Understanding your injury
Learn what it means to have a serious injury, and what to ask your doctor.
What is a serious injury?
Serious injury, as opposed to a chronic illness, is generally defined as physical trauma to the body by an external force that needs immediate hospital or medical treatment. This can be caused by:
- a fall or burn
- an act of violence
- the result of a road accident
- a natural disaster
- a faulty product
- a sporting activity
- an incident at home, at work or in a public place.
The injury can, but does not have to, result in:
- long-term impairment or loss of a body function
- permanent disfigurement
- long-term mental or behavioural disturbance or disorder.
However, being seriously injured is not only about dealing with any physical impact. There can be emotional, professional and financial challenges as well.

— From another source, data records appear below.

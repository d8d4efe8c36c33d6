//! Class definition entry.
//!
//! A [`ClassDefinition`] is created by the registry when a class is
//! registered and is immutable afterwards.

use std::fmt;

use crate::{QualifiedName, TypeHash};

use super::ClassProperty;

/// Index of a class definition in the registry arena.
///
/// The registry interns one definition per qualified name, so comparing ids
/// is comparing definitions by identity.
#[derive(Debug, Clone, Copy, PartialEq, Eq, Hash, PartialOrd, Ord)]
pub struct ClassId(pub u32);

impl ClassId {
    /// Arena index.
    #[inline]
    pub fn index(self) -> usize {
        self.0 as usize
    }
}

/// Opaque runtime handle of a compiled class (its class entry expression).
#[derive(Debug, Clone, PartialEq, Eq, Hash)]
pub struct ClassHandle(String);

impl ClassHandle {
    pub fn new(expr: impl Into<String>) -> Self {
        Self(expr.into())
    }

    /// The handle for a user class: `<namespace>_<name>_ce`, lowercased.
    pub fn for_user_class(name: &QualifiedName) -> Self {
        Self(format!("{}_ce", name.symbol_prefix()))
    }

    pub fn as_str(&self) -> &str {
        &self.0
    }
}

impl fmt::Display for ClassHandle {
    fn fmt(&self, f: &mut fmt::Formatter<'_>) -> fmt::Result {
        f.write_str(&self.0)
    }
}

/// Where a class comes from.
#[derive(Debug, Clone, Copy, PartialEq, Eq, Hash)]
pub enum ClassSource {
    /// Declared in the sources being compiled.
    User,
    /// Provided by the host runtime.
    Internal,
}

/// Registry entry for a class.
#[derive(Debug, Clone, PartialEq)]
pub struct ClassDefinition {
    /// Arena identity.
    pub id: ClassId,
    /// Fully qualified name.
    pub name: QualifiedName,
    /// Case-insensitive name hash.
    pub type_hash: TypeHash,
    /// Runtime class entry.
    pub handle: ClassHandle,
    pub source: ClassSource,
    /// Declared parent name, as written.
    pub extends_name: Option<QualifiedName>,
    /// Resolved parent definition.
    pub extends: Option<ClassId>,
    /// Properties declared on this class (not inherited ones).
    pub properties: Vec<ClassProperty>,
}

impl ClassDefinition {
    /// Create a class definition with no parent and no properties.
    pub fn new(id: ClassId, name: QualifiedName, handle: ClassHandle, source: ClassSource) -> Self {
        let type_hash = name.to_type_hash();
        Self {
            id,
            name,
            type_hash,
            handle,
            source,
            extends_name: None,
            extends: None,
            properties: Vec::new(),
        }
    }

    /// The fully qualified name as a string.
    pub fn complete_name(&self) -> String {
        self.name.to_string()
    }

    /// The declared parent's name, if any.
    pub fn extends_class(&self) -> Option<&QualifiedName> {
        self.extends_name.as_ref()
    }

    pub fn is_internal(&self) -> bool {
        self.source == ClassSource::Internal
    }

    /// Find a property declared directly on this class.
    pub fn find_own_property(&self, name: &str) -> Option<&ClassProperty> {
        self.properties.iter().find(|p| p.name == name)
    }
}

Questions to ask your medical physician
Sometimes knowing as much about your injury as possible in the early stages can:
- give you a greater sense of control
- help you deal with any anxiety
- aid your recovery.
To find out more, talk to your doctors and health professionals. Some of the questions you could ask include:
- What type of injury do I have and what are the treatment options?
- Why have you recommended this course of action?
- How long will the treatment take and when will I be able to return to work?
- Will I need rehabilitation and if so, what am I likely to experience?
- Is there a chance my injury could be permanent?
- Are there any signs that my recovery is not going to plan?